Collected data entries:
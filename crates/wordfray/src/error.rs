//! Unified error type for the Wordfray client.

use std::path::PathBuf;

use wordfray_protocol::ProtocolError;
use wordfray_session::SessionError;
use wordfray_transport::TransportError;
use wordfray_turn::TurnError;

/// Errors reading or writing the persisted client configuration.
#[derive(Debug, thiserror::Error)]
pub enum ConfigError {
    #[error("config file {path}: {source}")]
    Io {
        path: PathBuf,
        #[source]
        source: std::io::Error,
    },

    #[error("invalid config in {path}: {source}")]
    Parse {
        path: PathBuf,
        #[source]
        source: serde_json::Error,
    },
}

/// Top-level error that wraps all crate-specific errors.
///
/// The `#[from]` attribute on each variant auto-generates `From` impls,
/// so the `?` operator converts sub-crate errors automatically.
#[derive(Debug, thiserror::Error)]
pub enum WordfrayError {
    #[error(transparent)]
    Transport(#[from] TransportError),

    #[error(transparent)]
    Protocol(#[from] ProtocolError),

    #[error(transparent)]
    Session(#[from] SessionError),

    /// A local action or inbound message the game state refused.
    #[error(transparent)]
    Turn(#[from] TurnError),

    #[error(transparent)]
    Config(#[from] ConfigError),
}
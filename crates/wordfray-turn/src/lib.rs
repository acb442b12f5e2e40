//! Turn logic for the Wordfray client.
//!
//! The [`TurnMachine`] owns the authoritative game state of one client: the
//! current phase, the rows typed so far, and everything learned about the
//! letters. It never touches the network. Local actions return the
//! [`ClientMessage`](wordfray_protocol::ClientMessage) to send, inbound
//! messages are fed in through [`TurnMachine::handle_message`], and every
//! visible effect goes through a [`Presenter`].
//!
//! # Key types
//!
//! - [`TurnMachine`]: phase transitions for local actions and inbound messages
//! - [`Phase`]: who may act right now
//! - [`HintAggregator`]: monotonic per-letter knowledge
//! - [`Presenter`]: the calls made into the presentation layer
//! - [`WordChecker`]: local dictionary check before a word is sent

mod error;
mod hints;
mod machine;
mod phase;
mod presenter;
mod words;

#[cfg(any(test, feature = "testing"))]
pub mod testing;

pub use error::TurnError;
pub use hints::HintAggregator;
pub use machine::{PendingReveal, TurnConfig, TurnMachine, TurnState};
pub use phase::Phase;
pub use presenter::{ActiveGrid, Banner, GridSide, Panel, Presenter, Toast};
pub use words::{AcceptAll, WordChecker, WordList};
//! Error types for the turn layer.

use crate::Phase;

/// Why a local action or inbound message was not applied.
///
/// None of these are fatal. Each leaves the machine in a consistent phase
/// that still accepts the right input.
#[derive(Debug, thiserror::Error)]
pub enum TurnError {
    /// A local action outside the phase that accepts it, or before the
    /// game started.
    #[error("cannot {action} during {phase}")]
    NotAccepting { action: &'static str, phase: Phase },

    /// The typed word is shorter than a full row.
    #[error("word has {len} letters, {expected} needed")]
    Incomplete { len: usize, expected: usize },

    /// The local dictionary doesn't know the word.
    #[error("{0} is not in the word list")]
    UnknownWord(String),

    /// A sabotage pick outside the opponent's current row.
    #[error("slot ({column}, {row}) cannot be sabotaged this turn")]
    WrongSlot { column: usize, row: usize },

    /// An inbound message already applied or out of place, e.g. a
    /// replayed duplicate. Ignored.
    #[error("unexpected {kind} during {phase}")]
    Unexpected { kind: &'static str, phase: Phase },

    /// `other-player-word` carried a `who_wins` value outside the protocol.
    #[error("invalid round outcome {0:?}")]
    InvalidOutcome(String),
}
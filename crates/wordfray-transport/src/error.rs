/// Errors that can occur in the transport layer.
#[derive(Debug, thiserror::Error)]
pub enum TransportError {
    /// Opening a connection to the remote endpoint failed.
    #[error("connect to {url} failed: {source}")]
    ConnectFailed {
        url: String,
        #[source]
        source: std::io::Error,
    },

    /// The connection was closed.
    #[error("connection closed: {0}")]
    ConnectionClosed(String),

    /// Sending data failed.
    #[error("send failed: {0}")]
    SendFailed(#[source] std::io::Error),

    /// Receiving data failed.
    #[error("receive failed: {0}")]
    ReceiveFailed(#[source] std::io::Error),
}
//! Persisted client settings.

use std::io::ErrorKind;
use std::path::{Path, PathBuf};

use serde::{Deserialize, Serialize};
use wordfray_protocol::GameOptions;

use crate::ConfigError;

/// Server address used when none has been configured.
pub const DEFAULT_ENDPOINT: &str = "localhost:4268";

/// Settings that survive between runs.
#[derive(Debug, Clone, PartialEq, Eq, Serialize, Deserialize)]
#[serde(default)]
pub struct ClientConfig {
    /// Game server address, `host:port` or a full `ws://` URL.
    pub endpoint: String,

    /// Sent to the server as `game-options` when hosting.
    pub options: GameOptions,
}

impl Default for ClientConfig {
    fn default() -> Self {
        Self {
            endpoint: DEFAULT_ENDPOINT.to_string(),
            options: GameOptions::default(),
        }
    }
}

impl ClientConfig {
    /// Replaces unusable values with defaults.
    pub fn validated(mut self) -> Self {
        if self.endpoint.trim().is_empty() {
            tracing::warn!("empty endpoint in config, using {DEFAULT_ENDPOINT}");
            self.endpoint = DEFAULT_ENDPOINT.to_string();
        }
        self.options = self.options.validated();
        self
    }
}

/// Loads and saves a [`ClientConfig`] as pretty-printed JSON.
#[derive(Debug, Clone)]
pub struct ConfigStore {
    path: PathBuf,
}

impl ConfigStore {
    pub fn new(path: impl Into<PathBuf>) -> Self {
        Self { path: path.into() }
    }

    pub fn path(&self) -> &Path {
        &self.path
    }

    /// Reads the config. A missing file yields the defaults.
    pub async fn load(&self) -> Result<ClientConfig, ConfigError> {
        let text = match tokio::fs::read_to_string(&self.path).await {
            Ok(text) => text,
            Err(e) if e.kind() == ErrorKind::NotFound => {
                tracing::debug!(path = %self.path.display(), "no config file, using defaults");
                return Ok(ClientConfig::default());
            }
            Err(source) => {
                return Err(ConfigError::Io { path: self.path.clone(), source });
            }
        };

        let config: ClientConfig = serde_json::from_str(&text)
            .map_err(|source| ConfigError::Parse { path: self.path.clone(), source })?;
        Ok(config.validated())
    }

    /// Writes the config, creating parent directories as needed.
    pub async fn save(&self, config: &ClientConfig) -> Result<(), ConfigError> {
        let io_err = |source| ConfigError::Io { path: self.path.clone(), source };

        if let Some(parent) = self.path.parent().filter(|p| !p.as_os_str().is_empty()) {
            tokio::fs::create_dir_all(parent).await.map_err(io_err)?;
        }
        let text = serde_json::to_string_pretty(config)
            .map_err(|source| ConfigError::Parse { path: self.path.clone(), source })?;
        tokio::fs::write(&self.path, text).await.map_err(io_err)?;

        tracing::debug!(path = %self.path.display(), "config saved");
        Ok(())
    }
}

#[cfg(test)]
mod tests {
    use std::sync::atomic::{AtomicU32, Ordering};

    use super::*;

    fn scratch_path(name: &str) -> PathBuf {
        static NEXT: AtomicU32 = AtomicU32::new(0);
        let n = NEXT.fetch_add(1, Ordering::Relaxed);
        std::env::temp_dir()
            .join(format!("wordfray-config-{}-{n}", std::process::id()))
            .join(name)
    }

    #[tokio::test]
    async fn test_missing_file_gives_defaults() {
        let store = ConfigStore::new(scratch_path("absent.json"));
        let config = store.load().await.unwrap();
        assert_eq!(config, ClientConfig::default());
        assert_eq!(config.endpoint, "localhost:4268");
        assert_eq!(config.options.timer, 0);
    }

    #[tokio::test]
    async fn test_save_then_load() {
        let store = ConfigStore::new(scratch_path("config.json"));
        let config = ClientConfig {
            endpoint: "ws://play.example.org:4268".into(),
            options: GameOptions { timer: 15 },
        };

        store.save(&config).await.unwrap();
        let text = tokio::fs::read_to_string(store.path()).await.unwrap();
        assert!(text.contains('\n'), "pretty-printed");

        assert_eq!(store.load().await.unwrap(), config);
    }

    #[tokio::test]
    async fn test_invalid_values_are_reset() {
        let store = ConfigStore::new(scratch_path("config.json"));
        let dir = store.path().parent().unwrap();
        tokio::fs::create_dir_all(dir).await.unwrap();
        tokio::fs::write(store.path(), r#"{"endpoint":"  ","options":{"timer":7}}"#)
            .await
            .unwrap();

        let config = store.load().await.unwrap();
        assert_eq!(config, ClientConfig::default());
    }

    #[tokio::test]
    async fn test_partial_file_fills_defaults() {
        let store = ConfigStore::new(scratch_path("config.json"));
        let dir = store.path().parent().unwrap();
        tokio::fs::create_dir_all(dir).await.unwrap();
        tokio::fs::write(store.path(), r#"{"endpoint":"10.0.0.2:4268"}"#).await.unwrap();

        let config = store.load().await.unwrap();
        assert_eq!(config.endpoint, "10.0.0.2:4268");
        assert_eq!(config.options, GameOptions::default());
    }

    #[tokio::test]
    async fn test_garbage_is_a_parse_error() {
        let store = ConfigStore::new(scratch_path("config.json"));
        let dir = store.path().parent().unwrap();
        tokio::fs::create_dir_all(dir).await.unwrap();
        tokio::fs::write(store.path(), "endpoint = nope").await.unwrap();

        assert!(matches!(store.load().await, Err(ConfigError::Parse { .. })));
    }
}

- [WHAT TO DO] Tell how many lines above contain the word "letters". Nothing but the number is needed.

- [RESULT OF THE EXERCISE] 2